■ TRY IT ■
What you return must be the lines of the data that hold the word "itself".

Data excerpts
◆ ◆ ◆

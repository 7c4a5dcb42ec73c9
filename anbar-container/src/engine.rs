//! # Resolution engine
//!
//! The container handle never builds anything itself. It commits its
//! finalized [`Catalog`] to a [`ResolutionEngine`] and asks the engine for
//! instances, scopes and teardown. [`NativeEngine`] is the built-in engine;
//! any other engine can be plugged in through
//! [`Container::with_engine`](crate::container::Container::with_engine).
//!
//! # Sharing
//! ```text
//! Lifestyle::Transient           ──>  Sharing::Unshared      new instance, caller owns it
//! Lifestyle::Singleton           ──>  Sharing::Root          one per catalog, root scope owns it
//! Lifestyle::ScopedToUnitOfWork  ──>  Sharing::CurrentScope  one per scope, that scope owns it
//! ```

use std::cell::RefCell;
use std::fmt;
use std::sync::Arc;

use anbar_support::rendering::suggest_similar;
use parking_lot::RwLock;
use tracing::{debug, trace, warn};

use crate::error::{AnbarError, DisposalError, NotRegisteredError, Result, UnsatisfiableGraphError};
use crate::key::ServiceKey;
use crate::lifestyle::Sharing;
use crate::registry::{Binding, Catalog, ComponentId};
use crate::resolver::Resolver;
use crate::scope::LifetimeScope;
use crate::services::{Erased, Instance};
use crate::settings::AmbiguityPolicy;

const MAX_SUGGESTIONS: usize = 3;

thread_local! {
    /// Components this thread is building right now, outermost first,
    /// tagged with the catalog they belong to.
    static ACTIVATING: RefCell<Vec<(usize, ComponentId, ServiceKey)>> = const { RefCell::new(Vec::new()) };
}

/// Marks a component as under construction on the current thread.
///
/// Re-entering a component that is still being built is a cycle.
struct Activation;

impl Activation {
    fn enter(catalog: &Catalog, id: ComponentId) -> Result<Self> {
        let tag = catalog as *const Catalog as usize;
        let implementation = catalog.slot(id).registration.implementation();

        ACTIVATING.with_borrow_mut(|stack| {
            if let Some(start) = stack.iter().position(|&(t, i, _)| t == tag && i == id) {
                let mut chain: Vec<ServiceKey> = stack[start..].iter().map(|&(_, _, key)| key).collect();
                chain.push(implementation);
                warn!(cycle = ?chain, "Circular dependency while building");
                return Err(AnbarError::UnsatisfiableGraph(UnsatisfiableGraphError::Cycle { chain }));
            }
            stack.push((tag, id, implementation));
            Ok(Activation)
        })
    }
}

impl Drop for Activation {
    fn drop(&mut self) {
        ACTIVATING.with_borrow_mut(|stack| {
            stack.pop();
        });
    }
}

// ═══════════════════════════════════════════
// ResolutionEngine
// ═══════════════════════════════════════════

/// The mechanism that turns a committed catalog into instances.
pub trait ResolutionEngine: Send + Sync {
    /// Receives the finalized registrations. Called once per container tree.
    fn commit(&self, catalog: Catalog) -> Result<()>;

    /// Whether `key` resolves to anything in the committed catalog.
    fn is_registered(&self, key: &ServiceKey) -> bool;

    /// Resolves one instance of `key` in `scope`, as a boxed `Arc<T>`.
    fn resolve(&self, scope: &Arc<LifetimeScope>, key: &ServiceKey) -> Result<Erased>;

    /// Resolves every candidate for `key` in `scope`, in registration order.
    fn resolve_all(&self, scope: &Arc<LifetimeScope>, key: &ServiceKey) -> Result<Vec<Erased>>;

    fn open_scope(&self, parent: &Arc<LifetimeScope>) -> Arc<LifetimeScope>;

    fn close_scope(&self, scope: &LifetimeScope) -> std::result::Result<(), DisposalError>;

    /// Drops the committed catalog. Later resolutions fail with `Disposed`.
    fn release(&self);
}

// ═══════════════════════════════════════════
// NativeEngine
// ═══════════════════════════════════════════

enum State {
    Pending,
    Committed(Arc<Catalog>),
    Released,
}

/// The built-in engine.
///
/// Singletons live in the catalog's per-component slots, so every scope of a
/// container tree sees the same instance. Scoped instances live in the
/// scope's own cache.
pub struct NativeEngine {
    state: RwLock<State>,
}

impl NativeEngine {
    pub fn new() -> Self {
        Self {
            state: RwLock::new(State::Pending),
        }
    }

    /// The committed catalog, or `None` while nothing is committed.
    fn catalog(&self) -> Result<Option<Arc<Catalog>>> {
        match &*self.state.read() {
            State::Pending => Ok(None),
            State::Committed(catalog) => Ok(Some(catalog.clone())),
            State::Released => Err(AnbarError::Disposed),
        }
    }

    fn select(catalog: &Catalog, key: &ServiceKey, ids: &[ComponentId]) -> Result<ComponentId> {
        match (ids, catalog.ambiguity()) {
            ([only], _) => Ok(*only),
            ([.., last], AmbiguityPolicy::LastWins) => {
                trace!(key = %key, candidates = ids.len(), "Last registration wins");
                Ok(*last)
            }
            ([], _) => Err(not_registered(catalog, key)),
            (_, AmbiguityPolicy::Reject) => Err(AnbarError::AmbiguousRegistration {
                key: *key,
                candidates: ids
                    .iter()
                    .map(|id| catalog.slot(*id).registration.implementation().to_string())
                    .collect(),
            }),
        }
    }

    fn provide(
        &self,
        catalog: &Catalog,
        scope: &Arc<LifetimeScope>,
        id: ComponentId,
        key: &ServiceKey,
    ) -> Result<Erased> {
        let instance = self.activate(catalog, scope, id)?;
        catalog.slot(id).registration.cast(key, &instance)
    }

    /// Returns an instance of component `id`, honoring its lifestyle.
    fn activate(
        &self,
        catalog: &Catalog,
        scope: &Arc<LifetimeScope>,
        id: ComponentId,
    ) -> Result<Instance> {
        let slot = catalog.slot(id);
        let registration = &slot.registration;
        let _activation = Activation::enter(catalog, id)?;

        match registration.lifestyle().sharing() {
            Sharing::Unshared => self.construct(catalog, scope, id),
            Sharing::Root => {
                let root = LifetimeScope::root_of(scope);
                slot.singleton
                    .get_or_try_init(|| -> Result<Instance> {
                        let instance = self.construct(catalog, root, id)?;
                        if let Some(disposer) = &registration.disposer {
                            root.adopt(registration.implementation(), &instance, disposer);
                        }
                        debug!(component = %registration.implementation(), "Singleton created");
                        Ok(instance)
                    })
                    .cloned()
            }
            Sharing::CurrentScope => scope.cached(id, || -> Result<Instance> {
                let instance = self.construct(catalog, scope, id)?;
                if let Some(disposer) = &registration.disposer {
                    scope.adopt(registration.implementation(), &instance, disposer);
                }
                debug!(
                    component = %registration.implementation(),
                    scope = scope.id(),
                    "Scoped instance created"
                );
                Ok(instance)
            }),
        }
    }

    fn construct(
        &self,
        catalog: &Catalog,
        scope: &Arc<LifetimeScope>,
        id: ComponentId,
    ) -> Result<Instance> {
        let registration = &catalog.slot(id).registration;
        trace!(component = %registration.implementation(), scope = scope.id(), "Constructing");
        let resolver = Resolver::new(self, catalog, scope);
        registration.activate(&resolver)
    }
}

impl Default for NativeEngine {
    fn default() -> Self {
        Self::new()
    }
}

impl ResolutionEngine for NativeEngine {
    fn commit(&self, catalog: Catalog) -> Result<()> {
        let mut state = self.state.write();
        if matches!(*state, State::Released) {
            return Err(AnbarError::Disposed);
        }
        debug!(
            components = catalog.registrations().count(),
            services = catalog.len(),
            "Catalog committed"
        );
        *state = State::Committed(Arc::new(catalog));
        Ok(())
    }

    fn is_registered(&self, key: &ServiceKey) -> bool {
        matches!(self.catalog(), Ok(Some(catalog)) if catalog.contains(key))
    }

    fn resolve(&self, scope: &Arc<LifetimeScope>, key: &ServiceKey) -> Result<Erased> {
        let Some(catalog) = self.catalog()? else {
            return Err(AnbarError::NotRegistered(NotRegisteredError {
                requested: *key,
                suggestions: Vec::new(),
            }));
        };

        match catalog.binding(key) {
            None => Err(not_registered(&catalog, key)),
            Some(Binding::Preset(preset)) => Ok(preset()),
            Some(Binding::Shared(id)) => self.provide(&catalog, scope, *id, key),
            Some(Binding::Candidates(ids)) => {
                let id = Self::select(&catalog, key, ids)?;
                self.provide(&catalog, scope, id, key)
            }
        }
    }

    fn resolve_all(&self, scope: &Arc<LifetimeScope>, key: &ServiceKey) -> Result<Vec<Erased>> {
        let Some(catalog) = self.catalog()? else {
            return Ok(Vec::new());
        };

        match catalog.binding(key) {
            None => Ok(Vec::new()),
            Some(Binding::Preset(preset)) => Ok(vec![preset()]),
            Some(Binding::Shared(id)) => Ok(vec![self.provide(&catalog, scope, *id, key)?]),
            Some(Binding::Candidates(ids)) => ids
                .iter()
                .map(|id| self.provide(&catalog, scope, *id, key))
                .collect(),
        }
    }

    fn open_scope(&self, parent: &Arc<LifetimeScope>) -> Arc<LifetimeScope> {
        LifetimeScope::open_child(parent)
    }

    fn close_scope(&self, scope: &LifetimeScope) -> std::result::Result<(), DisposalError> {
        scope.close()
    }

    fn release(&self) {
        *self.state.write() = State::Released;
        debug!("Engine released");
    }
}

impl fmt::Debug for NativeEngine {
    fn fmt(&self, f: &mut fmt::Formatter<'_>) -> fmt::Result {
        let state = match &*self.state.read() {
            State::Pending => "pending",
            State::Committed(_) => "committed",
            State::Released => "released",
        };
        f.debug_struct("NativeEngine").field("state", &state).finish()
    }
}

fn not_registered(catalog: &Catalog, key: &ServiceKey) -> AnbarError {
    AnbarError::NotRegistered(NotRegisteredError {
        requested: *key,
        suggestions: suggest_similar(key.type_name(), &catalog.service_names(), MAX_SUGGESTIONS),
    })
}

◆ ◆ ◆

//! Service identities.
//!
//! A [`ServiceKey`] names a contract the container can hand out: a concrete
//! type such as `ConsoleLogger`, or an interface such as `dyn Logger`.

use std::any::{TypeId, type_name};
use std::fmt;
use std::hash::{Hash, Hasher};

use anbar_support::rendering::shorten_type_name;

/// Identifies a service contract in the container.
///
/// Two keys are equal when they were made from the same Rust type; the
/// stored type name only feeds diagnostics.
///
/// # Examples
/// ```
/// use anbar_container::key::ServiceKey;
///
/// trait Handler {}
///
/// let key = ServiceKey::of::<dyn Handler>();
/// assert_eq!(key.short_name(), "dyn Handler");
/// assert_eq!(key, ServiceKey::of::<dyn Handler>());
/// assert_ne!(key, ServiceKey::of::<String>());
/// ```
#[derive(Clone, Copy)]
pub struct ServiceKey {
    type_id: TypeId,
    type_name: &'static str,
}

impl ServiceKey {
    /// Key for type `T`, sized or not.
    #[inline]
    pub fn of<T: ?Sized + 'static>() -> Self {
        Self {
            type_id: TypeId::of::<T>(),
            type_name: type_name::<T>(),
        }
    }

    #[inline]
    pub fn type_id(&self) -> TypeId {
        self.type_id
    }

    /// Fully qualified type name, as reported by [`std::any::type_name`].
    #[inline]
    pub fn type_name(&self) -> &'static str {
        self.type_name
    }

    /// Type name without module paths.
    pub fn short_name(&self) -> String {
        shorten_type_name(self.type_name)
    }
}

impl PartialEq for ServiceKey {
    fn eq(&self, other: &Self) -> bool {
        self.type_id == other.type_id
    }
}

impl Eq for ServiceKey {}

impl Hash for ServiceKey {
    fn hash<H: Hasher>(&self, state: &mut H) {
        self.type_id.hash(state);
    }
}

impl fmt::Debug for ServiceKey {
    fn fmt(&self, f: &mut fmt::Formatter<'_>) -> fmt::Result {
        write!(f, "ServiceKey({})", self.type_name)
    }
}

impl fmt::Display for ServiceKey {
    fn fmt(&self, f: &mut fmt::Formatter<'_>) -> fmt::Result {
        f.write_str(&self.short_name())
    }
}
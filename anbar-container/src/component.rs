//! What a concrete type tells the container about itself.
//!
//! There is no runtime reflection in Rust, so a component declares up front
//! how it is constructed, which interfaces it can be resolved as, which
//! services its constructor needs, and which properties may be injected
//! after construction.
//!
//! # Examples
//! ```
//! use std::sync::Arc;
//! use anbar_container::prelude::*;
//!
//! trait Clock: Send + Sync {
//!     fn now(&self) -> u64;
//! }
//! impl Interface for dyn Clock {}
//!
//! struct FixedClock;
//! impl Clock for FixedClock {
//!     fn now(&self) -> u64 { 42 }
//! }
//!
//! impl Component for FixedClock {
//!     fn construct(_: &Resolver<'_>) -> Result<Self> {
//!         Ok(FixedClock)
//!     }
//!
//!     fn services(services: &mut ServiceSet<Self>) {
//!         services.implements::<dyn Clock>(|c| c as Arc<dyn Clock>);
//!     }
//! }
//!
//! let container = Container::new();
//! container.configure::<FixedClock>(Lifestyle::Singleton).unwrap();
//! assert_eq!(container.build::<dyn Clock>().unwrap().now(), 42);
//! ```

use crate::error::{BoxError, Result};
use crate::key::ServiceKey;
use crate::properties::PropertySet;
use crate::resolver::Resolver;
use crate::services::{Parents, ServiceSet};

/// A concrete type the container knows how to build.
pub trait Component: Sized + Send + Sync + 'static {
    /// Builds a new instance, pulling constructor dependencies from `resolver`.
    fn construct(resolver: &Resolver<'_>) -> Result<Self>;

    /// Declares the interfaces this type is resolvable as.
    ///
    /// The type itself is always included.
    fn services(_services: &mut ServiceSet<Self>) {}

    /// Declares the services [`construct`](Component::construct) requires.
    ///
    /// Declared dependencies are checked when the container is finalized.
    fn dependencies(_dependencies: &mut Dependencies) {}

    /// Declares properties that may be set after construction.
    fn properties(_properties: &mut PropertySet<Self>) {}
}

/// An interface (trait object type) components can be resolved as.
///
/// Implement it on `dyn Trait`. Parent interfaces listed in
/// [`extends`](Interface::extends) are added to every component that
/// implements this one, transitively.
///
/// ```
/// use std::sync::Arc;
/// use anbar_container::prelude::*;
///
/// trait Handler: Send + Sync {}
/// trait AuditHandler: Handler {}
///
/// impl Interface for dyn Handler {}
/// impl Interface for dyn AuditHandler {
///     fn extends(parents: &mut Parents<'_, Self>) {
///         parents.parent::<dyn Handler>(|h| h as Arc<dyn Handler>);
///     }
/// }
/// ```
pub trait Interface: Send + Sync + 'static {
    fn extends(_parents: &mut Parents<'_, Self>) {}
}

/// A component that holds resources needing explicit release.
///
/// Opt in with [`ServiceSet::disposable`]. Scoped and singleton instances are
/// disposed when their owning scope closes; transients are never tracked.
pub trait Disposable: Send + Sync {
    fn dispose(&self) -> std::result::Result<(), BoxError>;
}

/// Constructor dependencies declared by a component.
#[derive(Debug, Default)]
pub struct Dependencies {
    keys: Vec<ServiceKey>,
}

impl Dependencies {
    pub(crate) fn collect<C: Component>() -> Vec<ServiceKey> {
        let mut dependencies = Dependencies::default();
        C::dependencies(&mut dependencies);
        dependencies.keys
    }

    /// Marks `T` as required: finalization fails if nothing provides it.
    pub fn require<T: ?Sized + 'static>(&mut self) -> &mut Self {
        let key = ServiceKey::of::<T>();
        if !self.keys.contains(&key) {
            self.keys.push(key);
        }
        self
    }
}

◆ ◆ ◆

■ EXERCISE SOLUTION ■
//! The container handle never builds anything itself. It commits its
//! What a concrete type tells the container about itself.
    /// The type itself is always included.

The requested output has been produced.